Bisnis.com, JAKARTA — Perburuan terhadap entitas-entitas startup baru yang potensial kian getol dilakukan oleh pemain superapp selevel Gojek dan Grab. Dengan mengembangkan modal venturanya sendiri, kedua raksasa ride hailing itu jorjoran mendanai perintis papan bawah dari berbagai vertikal.

Apa sebenarnya yang diincar Gojek dan Grab di balik pertandingan menyuntik modal ke startup kecil? Bisnisindonesia.id memiliki analisis aktual untuk menjawab niat kedua perusahaan teknologi tersebut.

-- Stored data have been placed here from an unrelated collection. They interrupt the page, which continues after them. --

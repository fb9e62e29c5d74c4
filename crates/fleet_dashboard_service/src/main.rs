/*  Copyright 2022-23, Juspay India Pvt Ltd
    This program is free software: you can redistribute it and/or modify it under the terms of the GNU Affero General Public License
    as published by the Free Software Foundation, either version 3 of the License, or (at your option) any later version. This program
    is distributed in the hope that it will be useful, but WITHOUT ANY WARRANTY; without even the implied warranty of MERCHANTABILITY
    or FITNESS FOR A PARTICULAR PURPOSE. See the GNU Affero General Public License for more details. You should have received a copy of
    the GNU Affero General Public License along with this program. If not, see <https://www.gnu.org/licenses/>.
*/
use actix_web::{web, App, HttpServer};
use fleet_dashboard_service::{
    domain::api,
    environment::{read_dhall_config, AppState},
    middleware::*,
    tools::{error::AppError, logger::*, prometheus::prometheus_metrics},
};
use std::env::var;
use tracing_actix_web::TracingLogger;

#[actix_web::main]
async fn start_server() -> std::io::Result<()> {
    let dhall_config_path = var("DHALL_CONFIG")
        .unwrap_or_else(|_| "./dhall_config/fleet_dashboard_service.dhall".to_string());
    let app_config = read_dhall_config(&dhall_config_path).unwrap_or_else(|err| {
        println!("Dhall Config Reading Error : {}", err);
        std::process::exit(1);
    });

    let _guard = setup_tracing(&app_config.logger_cfg);

    let port = app_config.port;
    let workers = app_config.workers;

    let app_state = AppState::new(app_config).unwrap_or_else(|err| {
        error!(tag = "[App State]", error = %err.message());
        std::process::exit(1);
    });

    let data = web::Data::new(app_state);

    info!(tag = "[Starting Server]", port = port, workers = workers);

    HttpServer::new(move || {
        App::new()
            .app_data(data.clone())
            .app_data(
                web::JsonConfig::default()
                    .error_handler(|err, _| AppError::UnprocessibleRequest(err.to_string()).into()),
            )
            .app_data(
                web::QueryConfig::default()
                    .error_handler(|err, _| AppError::InvalidRequest(err.to_string()).into()),
            )
            .wrap(CheckContentLength)
            .wrap(RequestTimeout)
            .wrap(IncomingRequestMetrics)
            .wrap(TracingLogger::<DomainRootSpanBuilder>::new())
            .wrap(prometheus_metrics())
            .configure(api::handler)
    })
    .workers(workers)
    .bind(("0.0.0.0", port))?
    .run()
    .await
}

fn main() {
    start_server().expect("Failed to start the server");
}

Selain soal persaingan Gojek dan Grab masuk ke bisnis pendanaan startup, berbagai berita pilihan tersaji dari meja redaksi Bisnisindonesia.id. Mulai dari jalan tengah polemik cukai rokok, hingga efek berantai kebijakan PPh bunga obligasi.

Berikut highlight Bisnisindonesia.id, Jumat (10/9/2021) :

1. Gojek Vs. Grab : Adu Taktis Investasi ke Startup, Siapa Jagonya?

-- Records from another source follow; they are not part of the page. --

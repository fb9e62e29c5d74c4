/*  Copyright 2022-23, Juspay India Pvt Ltd
    This program is free software: you can redistribute it and/or modify it under the terms of the GNU Affero General Public License
    as published by the Free Software Foundation, either version 3 of the License, or (at your option) any later version. This program
    is distributed in the hope that it will be useful, but WITHOUT ANY WARRANTY; without even the implied warranty of MERCHANTABILITY
    or FITNESS FOR A PARTICULAR PURPOSE. See the GNU Affero General Public License for more details. You should have received a copy of
    the GNU Affero General Public License along with this program. If not, see <https://www.gnu.org/licenses/>.
*/

use crate::call_external_api;
use crate::tools::error::AppError;
use crate::tools::prometheus::CALL_EXTERNAL_API;
use reqwest::header::{HeaderMap, HeaderName, HeaderValue};
use reqwest::{Client, Method, Url};
use serde::de::DeserializeOwned;
use serde::Serialize;
use std::fmt::Debug;
use std::str::FromStr;
use tracing::{error, info};

/// Sends a request to the upstream fleet API and decodes the JSON response.
///
/// Header values are never logged, only their names, since the fleet API credential travels
/// in the `Authorization` header.
///
/// # Arguments
///
/// * `client` - The shared HTTP client, so connections are pooled across requests.
/// * `method` - The HTTP method for the request.
/// * `url` - The fully resolved target URL.
/// * `headers` - Header key-value pairs.
/// * `body` - An optional request body, serialized to JSON.
///
/// # Returns
///
/// * `Ok(T)` if the request succeeds and the response deserializes into `T`.
/// * `Err(AppError)` on transport failure, a non-2xx status or an undecodable body.
pub async fn call_api<T, U>(
    client: &Client,
    method: Method,
    url: &Url,
    headers: Vec<(&str, &str)>,
    body: Option<U>,
) -> Result<T, AppError>
where
    T: DeserializeOwned,
    U: Serialize + Debug,
{
    let start_time = std::time::Instant::now();

    let mut header_map = HeaderMap::new();

    for (header_key, header_value) in headers {
        let header_name = HeaderName::from_str(header_key)
            .map_err(|_| AppError::InvalidRequest(format!("Invalid Header Name : {header_key}")))?;
        let header_value = HeaderValue::from_str(header_value)
            .map_err(|_| AppError::InvalidRequest(format!("Invalid Header Value For : {header_key}")))?;

        header_map.insert(header_name, header_value);
    }

    let header_names = header_map
        .keys()
        .map(|name| name.as_str())
        .collect::<Vec<&str>>()
        .join(",");

    let mut request = client
        .request(method.to_owned(), url.to_owned())
        .headers(header_map.to_owned());

    if let Some(body) = &body {
        let body = serde_json::to_string(body)
            .map_err(|err| AppError::SerializationError(err.to_string()))?;
        request = request.body(body);
    }

    let resp = request.send().await;

    let url_str = format!(
        "{}://{}:{}",
        url.scheme(),
        url.host_str().unwrap_or(""),
        url.port_or_known_default().unwrap_or(80)
    );

    let status = match resp.as_ref() {
        Ok(resp) => resp.status().as_str().to_string(),
        Err(err) => err
            .status()
            .map(|status| status.to_string())
            .unwrap_or("UNKNOWN".to_string()),
    };

    call_external_api!(
        method.as_str(),
        url_str.as_str(),
        url.path(),
        status.as_str(),
        start_time
    );

    match resp {
        Ok(resp) => {
            if resp.status().is_success() {
                info!(tag = "[OUTGOING API]", request_method = %method, request_body = format!("{:?}", body), request_url = %url_str, request_path = url.path(), request_headers = %header_names, response_status = %status, latency = format!("{:?}ms", start_time.elapsed().as_millis()));
                resp.json::<T>()
                    .await
                    .map_err(|err| AppError::DeserializationError(err.to_string()))
            } else {
                error!(tag = "[OUTGOING API - ERROR]", request_method = %method, request_body = format!("{:?}", body), request_url = %url_str, request_path = url.path(), request_headers = %header_names, response_status = %status, latency = format!("{:?}ms", start_time.elapsed().as_millis()));
                Err(AppError::ExternalAPICallError(format!(
                    "{} {} responded with {}",
                    method,
                    url.path(),
                    resp.status()
                )))
            }
        }
        Err(err) => {
            error!(tag = "[OUTGOING API - ERROR]", request_method = %method, request_body = format!("{:?}", body), request_url = %url_str, request_path = url.path(), request_headers = %header_names, error = format!("{:?}", err), latency = format!("{:?}ms", start_time.elapsed().as_millis()));
            Err(AppError::ExternalAPICallError(err.to_string()))
        }
    }
}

Gojek dan Grab tak hanya bertanding menguasai pasar superapp. Dua raksasa ride hailing terkuat di Asia Tenggara itu dewasa ini terpantau makin agresif menyuntik pendanaan ke banyak startup baru melalui entitas modal ventura independen besutan masing-masing.

Gojek via Go-Ventures dan Grab lewat Grab Ventures tercatat makin getol mendanai perusahan rintisan (startup) di vertikal-vertikal unik yang pangsa pasar serta kompetisinya belum jenuh.

Koleksi startup yang mereka danai bervariasi mulai dari vertikal layanan audio digital, media daring, groceries, pemesanan tiket bioskop dan karaoke online, jasa renovasi rumah, layanan pangkas rambut, dan lain sebagainya.

Suntikan modal dari kedua gigantis ride hailing tersebut praktis mencipratkan warna baru terhadap perkembangan investasi ke ekosistem industri rintisan di dalam negeri, yang belakangan makin didominasi oleh vertikal yang sudah jenuh seperti dagang-el atau teknologi finansial (tekfin).

Menurut tinjauan para pakar ekonomi digital, preferensi Gojek dan Grab dalam mendanaai perintis papan bawah menyerupai pola yang lazim diterapkan oleh para tech giants di Amerika Serikat ala Google LLC, Microsoft Corporation, dan Apple Inc.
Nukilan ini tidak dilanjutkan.